● **What to produce**: Below is a listing. Copy each line of it that holds the word "needs".

● **Input**:
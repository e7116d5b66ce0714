//! Build variant resolution for mobile apps
//!
//! `buildplan-sdk` turns a static build descriptor (application identity,
//! minimum SDK, plugins, language compatibility, signing) and a handful of
//! values supplied by the build orchestrator (compile/target SDK, version
//! code and name) into one concrete, immutable build profile per variant.
//!
//! # Quick Start
//!
//! ```
//! use buildplan_sdk::{Descriptor, DynamicInputs, resolve};
//!
//! let descriptor = Descriptor::from_toml_str(r#"
//! application_id = "com.example.aura"
//! min_sdk = 23
//! ndk_version = "27.0.12077973"
//!
//! [compatibility]
//! source = "11"
//! target = "11"
//!
//! [[plugins]]
//! id = "com.google.gms.google-services"
//!
//! [signing.profiles.debugProfile]
//! ephemeral = true
//!
//! [variants.debug]
//! signing = "debugProfile"
//!
//! [variants.release]
//! signing = "default"
//! "#)?;
//!
//! let inputs = DynamicInputs::new(34, 34, 7, "1.2.0");
//!
//! let debug = resolve(&descriptor, &inputs, "debug")?;
//! assert_eq!(debug.signing_profile, "debugProfile");
//!
//! let release = resolve(&descriptor, &inputs, "release")?;
//! assert!(release.signing_is_default);
//! # Ok::<(), buildplan_sdk::ConfigError>(())
//! ```
//!
//! # Architecture
//!
//! - **Descriptor**: static configuration, validated collect-all
//! - **Inputs**: per-invocation values from the orchestrator
//! - **Signing**: the configured profile set and per-variant references
//! - **Plugins**: known plugin floors raising the minimum SDK
//! - **Resolver**: the pure merge producing [`ResolvedBuildProfile`]

#![cfg_attr(docsrs, feature(doc_cfg))]

pub mod descriptor;
pub mod inputs;
pub mod plugins;
pub mod resolver;
pub mod signing;
pub mod types;

pub use descriptor::{CompatibilityOptions, Descriptor, VariantConfig};
pub use inputs::DynamicInputs;
pub use plugins::{KNOWN_PLUGIN_FLOORS, PluginDecl, known_floor};
pub use resolver::{ResolvedBuildProfile, resolve, resolve_all, verify_signing};
pub use signing::{DEFAULT_PROFILE_NAME, SigningProfile, SigningProfiles, SigningReference};
pub use types::{ConfigError, LanguageLevel, PlatformMismatch, Violation};

/// Library version
pub const VERSION: &str = env!("CARGO_PKG_VERSION");
//! Dynamic inputs supplied by the build orchestrator
//!
//! Compile SDK, target SDK, version code and version name are not owned by
//! the descriptor. The orchestrator derives them from its own toolchain
//! registry and passes them in per invocation.

use crate::types::{ConfigError, PlatformMismatch};
use serde::{Deserialize, Serialize};

/// Per-invocation version values.
///
/// # Example
///
/// ```
/// use buildplan_sdk::{ConfigError, DynamicInputs, PlatformMismatch};
///
/// let inputs = DynamicInputs::new(34, 34, 7, "1.2.0");
/// assert!(inputs.check_against(23).is_ok());
///
/// let old = DynamicInputs::new(20, 20, 7, "1.2.0");
/// assert!(matches!(
///     old.check_against(23),
///     Err(ConfigError::IncompatiblePlatformVersion(
///         PlatformMismatch::CompileBelowFloor { compile_sdk: 20, min_sdk: 23 }
///     ))
/// ));
/// ```
#[derive(Debug, Clone, PartialEq, Eq, Hash, Serialize, Deserialize)]
pub struct DynamicInputs {
    /// SDK level the sources are compiled against.
    pub compile_sdk: u32,
    /// SDK level the app declares it targets. Must not exceed `compile_sdk`.
    pub target_sdk: u32,
    /// Monotonic release number. Must be positive.
    pub version_code: u32,
    /// User-visible version string.
    pub version_name: String,
}

impl DynamicInputs {
    /// Creates a new set of inputs.
    pub fn new(
        compile_sdk: u32,
        target_sdk: u32,
        version_code: u32,
        version_name: impl Into<String>,
    ) -> Self {
        Self {
            compile_sdk,
            target_sdk,
            version_code,
            version_name: version_name.into(),
        }
    }

    /// Checks these inputs against a descriptor's minimum SDK.
    ///
    /// The compile SDK floor is checked first, so an outdated toolchain is
    /// always reported as [`PlatformMismatch::CompileBelowFloor`] even when
    /// the target SDK is out of range as well.
    ///
    /// # Errors
    ///
    /// * [`ConfigError::IncompatiblePlatformVersion`] - SDK levels do not fit
    /// * [`ConfigError::InvalidInputs`] - zero version code or blank version name
    pub fn check_against(&self, min_sdk: u32) -> Result<(), ConfigError> {
        if self.compile_sdk < min_sdk {
            return Err(ConfigError::IncompatiblePlatformVersion(
                PlatformMismatch::CompileBelowFloor {
                    compile_sdk: self.compile_sdk,
                    min_sdk,
                },
            ));
        }
        if self.target_sdk > self.compile_sdk {
            return Err(ConfigError::IncompatiblePlatformVersion(
                PlatformMismatch::TargetAboveCompile {
                    target_sdk: self.target_sdk,
                    compile_sdk: self.compile_sdk,
                },
            ));
        }
        if self.target_sdk < min_sdk {
            return Err(ConfigError::IncompatiblePlatformVersion(
                PlatformMismatch::TargetBelowFloor {
                    target_sdk: self.target_sdk,
                    min_sdk,
                },
            ));
        }
        if self.version_code == 0 {
            return Err(ConfigError::InvalidInputs(
                "version code must be greater than zero".to_string(),
            ));
        }
        if self.version_name.trim().is_empty() {
            return Err(ConfigError::InvalidInputs(
                "version name must not be empty".to_string(),
            ));
        }
        Ok(())
    }
}
//! Build plugin declarations and their platform floors
//!
//! Some plugins only work above a certain minimum SDK (the Google services
//! plugin pulls in Firebase, which needs API 23). A descriptor's `min_sdk` must
//! stay at or above the floor of every plugin it declares.

use serde::{Deserialize, Serialize};

/// Minimum SDK floors for well-known plugin ids.
///
/// A declaration may raise a floor with its own `min_sdk`, never lower it.
pub const KNOWN_PLUGIN_FLOORS: &[(&str, u32)] = &[
    ("com.android.application", 1),
    ("com.android.library", 1),
    ("kotlin-android", 1),
    ("org.jetbrains.kotlin.android", 1),
    ("dev.flutter.flutter-gradle-plugin", 21),
    ("com.google.gms.google-services", 23),
    ("com.google.firebase.crashlytics", 23),
];

/// A plugin applied by the build descriptor.
///
/// # Example
///
/// ```
/// use buildplan_sdk::PluginDecl;
///
/// let plugin = PluginDecl::new("com.google.gms.google-services");
/// assert_eq!(plugin.effective_floor(), Some(23));
///
/// let custom = PluginDecl {
///     id: "com.example.internal".to_string(),
///     min_sdk: Some(26),
/// };
/// assert_eq!(custom.effective_floor(), Some(26));
/// ```
#[derive(Debug, Clone, PartialEq, Eq, Serialize, Deserialize)]
#[serde(deny_unknown_fields)]
pub struct PluginDecl {
    /// Plugin id as written in the `plugins { }` block.
    pub id: String,

    /// Minimum SDK the plugin requires, if stricter than the known floor.
    #[serde(default, skip_serializing_if = "Option::is_none")]
    pub min_sdk: Option<u32>,
}

impl PluginDecl {
    /// Declares a plugin with no explicit floor.
    pub fn new(id: impl Into<String>) -> Self {
        Self {
            id: id.into(),
            min_sdk: None,
        }
    }

    /// Returns the floor this plugin imposes on the descriptor's `min_sdk`.
    ///
    /// This is the larger of the declared `min_sdk` and the registry entry
    /// for the id. `None` means the plugin imposes no floor at all.
    pub fn effective_floor(&self) -> Option<u32> {
        match (self.min_sdk, known_floor(&self.id)) {
            (Some(declared), Some(known)) => Some(declared.max(known)),
            (declared, known) => declared.or(known),
        }
    }
}

/// Looks up the registry floor for a plugin id.
pub fn known_floor(id: &str) -> Option<u32> {
    KNOWN_PLUGIN_FLOORS
        .iter()
        .find(|(known, _)| *known == id)
        .map(|(_, floor)| *floor)
}
//! Signing profiles and per-variant signing references
//!
//! The configured profile set always contains a default profile: the
//! ephemeral debug keystore the build tool generates on demand. Any number of
//! named profiles may be declared next to it. Passwords are never stored in a
//! descriptor; profiles name the environment variables that hold them.

use crate::types::Violation;
use serde::{Deserialize, Serialize};
use std::collections::BTreeMap;
use std::fmt;
use std::path::PathBuf;

/// Reserved name of the default profile, also used as the sentinel value of
/// [`SigningReference::Default`] in descriptor documents.
pub const DEFAULT_PROFILE_NAME: &str = "default";

/// A credential set used to sign a produced artifact.
#[derive(Debug, Clone, PartialEq, Eq, Serialize, Deserialize)]
#[serde(deny_unknown_fields)]
pub struct SigningProfile {
    /// Keystore file, relative to the project root.
    #[serde(default, skip_serializing_if = "Option::is_none")]
    pub store_file: Option<PathBuf>,

    /// Environment variable holding the keystore password.
    #[serde(default, skip_serializing_if = "Option::is_none")]
    pub store_password_env: Option<String>,

    /// Alias of the signing key inside the keystore.
    #[serde(default, skip_serializing_if = "Option::is_none")]
    pub key_alias: Option<String>,

    /// Environment variable holding the key password.
    #[serde(default, skip_serializing_if = "Option::is_none")]
    pub key_password_env: Option<String>,

    /// Whether the build tool generates this keystore itself (debug keystore).
    #[serde(default)]
    pub ephemeral: bool,
}

impl SigningProfile {
    /// The build tool's generated debug keystore.
    pub fn ephemeral() -> Self {
        Self {
            store_file: None,
            store_password_env: None,
            key_alias: None,
            key_password_env: None,
            ephemeral: true,
        }
    }

    fn violations(&self, field: &str, out: &mut Vec<Violation>) {
        if self.ephemeral {
            return;
        }
        if self.store_file.is_none() {
            out.push(Violation::new(
                format!("{field}.store_file"),
                "required unless the profile is ephemeral",
            ));
        }
        if self.key_alias.as_deref().is_none_or(str::is_empty) {
            out.push(Violation::new(
                format!("{field}.key_alias"),
                "required unless the profile is ephemeral",
            ));
        }
    }
}

impl Default for SigningProfile {
    fn default() -> Self {
        Self::ephemeral()
    }
}

/// The configured set of signing profiles.
///
/// The default profile is a plain field rather than a map entry, so a
/// profile set without one cannot be constructed or deserialized.
///
/// ```toml
/// [signing.profiles.upload]
/// store_file = "keystores/upload.jks"
/// store_password_env = "UPLOAD_STORE_PASSWORD"
/// key_alias = "upload"
/// key_password_env = "UPLOAD_KEY_PASSWORD"
/// ```
#[derive(Debug, Clone, Default, PartialEq, Eq, Serialize, Deserialize)]
#[serde(default, deny_unknown_fields)]
pub struct SigningProfiles {
    /// Profile used by variants whose reference is [`SigningReference::Default`].
    ///
    /// Absent from a document, this is the ephemeral keystore. A
    /// `[signing.default]` table replaces it as a whole, and a table without
    /// `ephemeral = true` is a regular profile that needs `store_file` and
    /// `key_alias`.
    pub default: SigningProfile,

    /// Named profiles, keyed by name.
    pub profiles: BTreeMap<String, SigningProfile>,
}

impl SigningProfiles {
    /// Returns the default profile.
    pub fn default_profile(&self) -> &SigningProfile {
        &self.default
    }

    /// Looks up the profile a reference points at, with its name.
    ///
    /// A named reference only matches a named profile. It never falls back
    /// to the default profile.
    pub fn lookup(&self, reference: &SigningReference) -> Option<(&str, &SigningProfile)> {
        match reference {
            SigningReference::Default => Some((DEFAULT_PROFILE_NAME, &self.default)),
            SigningReference::Named(name) => self
                .profiles
                .get_key_value(name)
                .map(|(name, profile)| (name.as_str(), profile)),
        }
    }

    /// Appends every structural problem of the profile set to `out`.
    pub(crate) fn violations(&self, out: &mut Vec<Violation>) {
        self.default.violations("signing.default", out);
        for (name, profile) in &self.profiles {
            let field = format!("signing.profiles.{name}");
            if name.trim().is_empty() {
                out.push(Violation::new(field.clone(), "profile name must not be empty"));
            } else if name == DEFAULT_PROFILE_NAME {
                out.push(Violation::new(
                    field.clone(),
                    "'default' is reserved; configure it under [signing.default]",
                ));
            }
            profile.violations(&field, out);
        }
    }
}

/// Which profile a variant is signed with.
///
/// In descriptor documents this is always written explicitly: the sentinel
/// string `"default"` selects the default profile, anything else names a
/// profile under `[signing.profiles]`.
///
/// ```
/// use buildplan_sdk::SigningReference;
///
/// assert_eq!(SigningReference::from("default"), SigningReference::Default);
/// assert_eq!(
///     SigningReference::from("upload"),
///     SigningReference::Named("upload".to_string())
/// );
/// ```
#[derive(Debug, Clone, PartialEq, Eq, Hash, Serialize, Deserialize)]
#[serde(from = "String", into = "String")]
pub enum SigningReference {
    /// Use the default (ephemeral) profile.
    Default,
    /// Use the named profile, which must be configured.
    Named(String),
}

impl SigningReference {
    /// Returns the profile name this reference selects.
    pub fn profile_name(&self) -> &str {
        match self {
            SigningReference::Default => DEFAULT_PROFILE_NAME,
            SigningReference::Named(name) => name,
        }
    }
}

impl From<String> for SigningReference {
    fn from(value: String) -> Self {
        if value == DEFAULT_PROFILE_NAME {
            SigningReference::Default
        } else {
            SigningReference::Named(value)
        }
    }
}

impl From<&str> for SigningReference {
    fn from(value: &str) -> Self {
        SigningReference::from(value.to_string())
    }
}

impl From<SigningReference> for String {
    fn from(reference: SigningReference) -> Self {
        match reference {
            SigningReference::Default => DEFAULT_PROFILE_NAME.to_string(),
            SigningReference::Named(name) => name,
        }
    }
}

impl fmt::Display for SigningReference {
    fn fmt(&self, f: &mut fmt::Formatter<'_>) -> fmt::Result {
        f.write_str(self.profile_name())
    }
}
//! Streaming Channel (§4.6): SSE-driven chat against a streaming LLM
//! endpoint, with a model fallback chain, a system prompt enriched by live
//! dashboard state and local strategy files, and a bounded on-disk history
//! distinct from the Dispatcher's own chat history.

use std::path::{Path, PathBuf};

use futures::StreamExt;
use serde_json::Value;
use tokio::sync::mpsc;

use crate::model::Turn;

const BASE_SYSTEM_PROMPT: &str = "\
You are Alpha Architect, a Lead Quant Analyst for the Alpha V2 Genesis \
trading system. You specialize in SPX Iron Condor strategies, options \
Greeks, volatility analysis, and market risk management.\n\n\
You provide concise, actionable insights. When discussing trades, \
reference specific strikes, deltas, DTE, and credit amounts. \
Use professional but approachable language. Format responses with \
markdown when helpful (bold, lists, headers).\n\n\
You have access to real-time market data via the Alpha system. \
If a user asks about current market conditions, provide analysis based \
on your training knowledge and note that live data is available on the \
dashboard.";

const MODEL_FALLBACK_CHAIN: &[(&str, &str)] = &[
    ("gemini-2.5-flash", "v1beta"),
    ("gemini-2.0-flash", "v1beta"),
    ("gemini-2.0-flash-lite", "v1beta"),
];

const MAX_HISTORY_TURNS: usize = 6;
const LOCAL_FILE_BYTE_CAP: usize = 4000;

#[derive(Debug, Clone)]
pub enum StreamEvent {
    Text(String),
    Done,
    Error(String),
}

pub struct StreamingChannel {
    client: reqwest::Client,
    history_path: PathBuf,
    local_context_files: Vec<PathBuf>,
}

impl StreamingChannel {
    pub fn new(state_dir: impl AsRef<Path>, local_context_files: Vec<PathBuf>) -> Self {
        Self {
            client: reqwest::Client::builder()
                .timeout(std::time::Duration::from_secs(120))
                .build()
                .expect("failed to build streaming HTTP client"),
            history_path: state_dir.as_ref().join(".stream_history.json"),
            local_context_files,
        }
    }

    fn load_history(&self) -> Vec<Turn> {
        let history: Vec<Turn> = std::fs::read_to_string(&self.history_path)
            .ok()
            .and_then(|s| serde_json::from_str(&s).ok())
            .unwrap_or_default();
        let cap = MAX_HISTORY_TURNS * 2;
        if history.len() > cap {
            history[history.len() - cap..].to_vec()
        } else {
            history
        }
    }

    fn append_history(&self, prompt: &str, response: &str) {
        let mut history = self.load_history();
        history.push(Turn {
            role: "user".to_string(),
            content: prompt.to_string(),
        });
        history.push(Turn {
            role: "assistant".to_string(),
            content: response.to_string(),
        });
        let cap = MAX_HISTORY_TURNS * 2;
        if history.len() > cap {
            let excess = history.len() - cap;
            history.drain(0..excess);
        }
        if let Some(parent) = self.history_path.parent() {
            let _ = std::fs::create_dir_all(parent);
        }
        let _ = std::fs::write(&self.history_path, serde_json::to_string_pretty(&history).unwrap_or_default());
    }

    pub fn clear_history(&self) {
        let _ = std::fs::write(&self.history_path, "[]");
    }

    fn load_local_files(&self) -> String {
        let mut snippets = Vec::new();
        for path in &self.local_context_files {
            if let Ok(content) = std::fs::read_to_string(path) {
                let truncated: String = content.chars().take(LOCAL_FILE_BYTE_CAP).collect();
                snippets.push(format!("--- {} ---\n{}", path.display(), truncated));
            }
        }
        snippets.join("\n\n")
    }

    fn build_system_prompt(&self, dashboard_context: Option<&Value>) -> String {
        let mut parts = vec![BASE_SYSTEM_PROMPT.to_string()];
        if let Some(ctx) = dashboard_context {
            parts.push("\n\n--- LIVE DASHBOARD STATE (real-time from UI) ---".to_string());
            parts.push(serde_json::to_string_pretty(ctx).unwrap_or_default());
        }
        let local_files = self.load_local_files();
        if !local_files.is_empty() {
            parts.push("\n\n--- LOCAL STRATEGY FILES ---".to_string());
            parts.push(local_files);
        }
        parts.join("\n")
    }

    /// Stream a chat turn, emitting `StreamEvent`s on `tx` as chunks arrive
    /// and a final `Done`/`Error`. Tries each model in the fallback chain in
    /// order, using the first that returns HTTP 200.
    pub async fn stream_chat(&self, prompt: &str, api_key: &str, dashboard_context: Option<Value>, tx: mpsc::Sender<StreamEvent>) {
        if api_key.trim().is_empty() {
            let _ = tx
                .send(StreamEvent::Error(
                    "GEMINI_API_KEY not found in vault or environment. Cannot stream.".to_string(),
                ))
                .await;
            return;
        }

        let history = self.load_history();
        let system_prompt = self.build_system_prompt(dashboard_context.as_ref());

        let mut contents = vec![
            serde_json::json!({
                "role": "user",
                "parts": [{"text": format!("{}\n\nConversation begins now.", system_prompt)}]
            }),
            serde_json::json!({
                "role": "model",
                "parts": [{"text": "Understood. I'm Alpha Architect, ready to assist with your trading analysis. I can see the live dashboard data. How can I help?"}]
            }),
        ];
        for turn in &history {
            let role = if turn.role == "user" { "user" } else { "model" };
            contents.push(serde_json::json!({"role": role, "parts": [{"text": turn.content}]}));
        }
        contents.push(serde_json::json!({"role": "user", "parts": [{"text": prompt}]}));

        let payload = serde_json::json!({
            "contents": contents,
            "generationConfig": {"temperature": 0.7, "maxOutputTokens": 4096},
        });

        let mut response = None;
        let mut last_error = String::new();
        for (model, api_version) in MODEL_FALLBACK_CHAIN {
            let url = format!(
                "https://generativelanguage.googleapis.com/{}/models/{}:streamGenerateContent?alt=sse&key={}",
                api_version, model, api_key
            );
            match self.client.post(&url).json(&payload).send().await {
                Ok(resp) if resp.status().is_success() => {
                    response = Some(resp);
                    break;
                }
                Ok(resp) => {
                    last_error = resp.text().await.unwrap_or_default();
                }
                Err(e) => {
                    last_error = e.to_string();
                }
            }
        }

        let Some(response) = response else {
            let preview: String = last_error.chars().take(300).collect();
            let _ = tx.send(StreamEvent::Error(format!("Gemini API error: {}", preview))).await;
            return;
        };

        let mut full_response = String::new();
        let mut buffer = String::new();
        let mut byte_stream = response.bytes_stream();

        while let Some(chunk) = byte_stream.next().await {
            let bytes = match chunk {
                Ok(b) => b,
                Err(e) => {
                    let _ = tx.send(StreamEvent::Error(format!("Streaming failed: {}", e))).await;
                    return;
                }
            };
            buffer.push_str(&String::from_utf8_lossy(&bytes));

            while let Some(newline_pos) = buffer.find('\n') {
                let line = buffer[..newline_pos].trim().to_string();
                buffer.drain(..=newline_pos);
                if line.is_empty() {
                    continue;
                }
                let Some(json_str) = line.strip_prefix("data: ") else {
                    continue;
                };
                let Ok(chunk_data) = serde_json::from_str::<Value>(json_str) else {
                    continue;
                };
                if let Some(text) = extract_candidate_text(&chunk_data) {
                    if !text.is_empty() {
                        full_response.push_str(&text);
                        if tx.send(StreamEvent::Text(text)).await.is_err() {
                            return;
                        }
                    }
                }
            }
        }

        if !full_response.is_empty() {
            self.append_history(prompt, &full_response);
        }
        let _ = tx.send(StreamEvent::Done).await;
    }

    /// Non-streaming convenience wrapper over `stream_chat`: drains every
    /// chunk into one string instead of forwarding them as they arrive.
    /// For callers (e.g. a CLI) that have no use for incremental output.
    pub async fn chat_sync(&self, prompt: &str, api_key: &str, dashboard_context: Option<Value>) -> Result<String, String> {
        let (tx, mut rx) = mpsc::channel(32);
        let stream_fut = self.stream_chat(prompt, api_key, dashboard_context, tx);
        let drain_fut = async {
            let mut full = String::new();
            while let Some(event) = rx.recv().await {
                match event {
                    StreamEvent::Text(t) => full.push_str(&t),
                    StreamEvent::Done => return Ok(full),
                    StreamEvent::Error(e) => return Err(e),
                }
            }
            Ok(full)
        };
        let (_, result) = tokio::join!(stream_fut, drain_fut);
        result
    }
}

fn extract_candidate_text(chunk: &Value) -> Option<String> {
    let candidate = chunk.get("candidates")?.as_array()?.first()?;
    let parts = candidate.get("content")?.get("parts")?.as_array()?;
    let mut text = String::new();
    for part in parts {
        if let Some(t) = part.get("text").and_then(|t| t.as_str()) {
            text.push_str(t);
        }
    }
    Some(text)
}

#[cfg(test)]
mod tests {
    use super::*;

    #[test]
    fn empty_api_key_short_circuits() {
        let dir = tempfile::tempdir().unwrap();
        let rt = tokio::runtime::Runtime::new().unwrap();
        rt.block_on(async {
            let channel = StreamingChannel::new(dir.path(), vec![]);
            let (tx, mut rx) = mpsc::channel(4);
            channel.stream_chat("hi", "", None, tx).await;
            match rx.recv().await {
                Some(StreamEvent::Error(msg)) => assert!(msg.contains("GEMINI_API_KEY")),
                other => panic!("expected error event, got {:?}", other.is_some()),
            }
        });
    }

    #[test]
    fn extract_candidate_text_concatenates_parts() {
        let chunk = serde_json::json!({
            "candidates": [{
                "content": {"parts": [{"text": "hello "}, {"text": "world"}]}
            }]
        });
        assert_eq!(extract_candidate_text(&chunk), Some("hello world".to_string()));
    }

    #[test]
    fn extract_candidate_text_none_without_candidates() {
        assert_eq!(extract_candidate_text(&serde_json::json!({})), None);
    }

    #[test]
    fn history_round_trips_and_bounds_to_max_turns() {
        let dir = tempfile::tempdir().unwrap();
        let channel = StreamingChannel::new(dir.path(), vec![]);
        for i in 0..10 {
            channel.append_history(&format!("q{}", i), &format!("a{}", i));
        }
        let history = channel.load_history();
        assert_eq!(history.len(), MAX_HISTORY_TURNS * 2);
        assert_eq!(history.last().unwrap().content, "a9");
    }

    #[test]
    fn clear_history_empties_file() {
        let dir = tempfile::tempdir().unwrap();
        let channel = StreamingChannel::new(dir.path(), vec![]);
        channel.append_history("q", "a");
        channel.clear_history();
        assert!(channel.load_history().is_empty());
    }

    #[test]
    fn system_prompt_includes_dashboard_context_when_present() {
        let dir = tempfile::tempdir().unwrap();
        let channel = StreamingChannel::new(dir.path(), vec![]);
        let prompt = channel.build_system_prompt(Some(&serde_json::json!({"pnl": 1200})));
        assert!(prompt.contains("LIVE DASHBOARD STATE"));
        assert!(prompt.contains("1200"));
    }

    #[tokio::test]
    async fn chat_sync_surfaces_missing_key_as_error() {
        let dir = tempfile::tempdir().unwrap();
        let channel = StreamingChannel::new(dir.path(), vec![]);
        let result = channel.chat_sync("hi", "", None).await;
        assert!(result.unwrap_err().contains("GEMINI_API_KEY"));
    }
}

● **Task answer**:
//! plugin pulls in Firebase, which needs API 23). A descriptor's `min_sdk` must
    /// `ephemeral = true` is a regular profile that needs `store_file` and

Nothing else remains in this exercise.